Ericson and his team are investigating a variety of data, including changes in reimbursement rates, to build a predictive model on “Medicare Part B” pricing. Using the model, Ericson hopes to evaluate the potential impacts of alternative payment policies on physician-administered drugs.

“My dream would be recommendations for how to redesign and pay for these types of drugs,” Ericson said.

While Ericson’s team focuses on economic modeling, Robertson’s research centers on the “bioethics of conflicts of interests and behavioral science.” In 2019, he published a book called “Exposed: Why Our Health Insurance is Incomplete and What Can be Done About It,” in which he suggested that healthcare cost exposures are inefficient, particularly through the “co-pay” system.

Robertson said that although patients are exposed to the costs of their treatments, they are “often not in a position to really make a healthcare decision,” as Ericson’s research shows.

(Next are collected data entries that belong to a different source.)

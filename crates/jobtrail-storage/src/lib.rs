//! Persistence for Job Trail: the SQLite job store, raw feed snapshots, and
//! the HTTP client used to fetch feeds.

mod artifacts;
mod db;
mod error;
mod feeds;
mod http;
mod jobs;
mod profile;
mod store;

pub use artifacts::{ArtifactStore, StoredArtifact};
pub use db::{connect, migrate};
pub use error::StoreError;
pub use feeds::FeedRow;
pub use http::{
    classify_reqwest_error, classify_status, BackoffPolicy, FetchError, FetchedResponse,
    HttpClientConfig, HttpFetcher, RetryDisposition,
};
pub use jobs::{ApplicationDocuments, IngestFailure, IngestOutcome, IngestReport};
pub use store::JobStore;

pub const CRATE_NAME: &str = "jobtrail-storage";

“It doesn’t really make sense to make the patient have to pay out of pocket when truly the physician [is] making the decision,” Robertson said.

Ericson and his team are using the grant to address this problem by proposing alternative payment policies that Medicare and commercial insurers might adopt for physician-administered drugs.

“The grant really gives us the resources we need to do the work, so I mean, acquiring data, helping support staff time, and travel to conferences,” Ericson said. “To get this out in front of policymakers when we get to that stage.”

Ericson said that the Undergraduate Research Opportunities Program is a potential channel for undergraduate students to get involved in similar projects. Given that his research topic is both policy-relevant and scientific, Ericson said that this study can help the community understand how public policy is informed by research.

The research is made to help inform the “patient side of the market,” Acquatella said.

“Within the BU community if anyone suffers a condition that requires physician-administered
drugs, or has a family member that is going to the doctor and going through this process of which chemotherapy regime they choose then this is informative,” she said.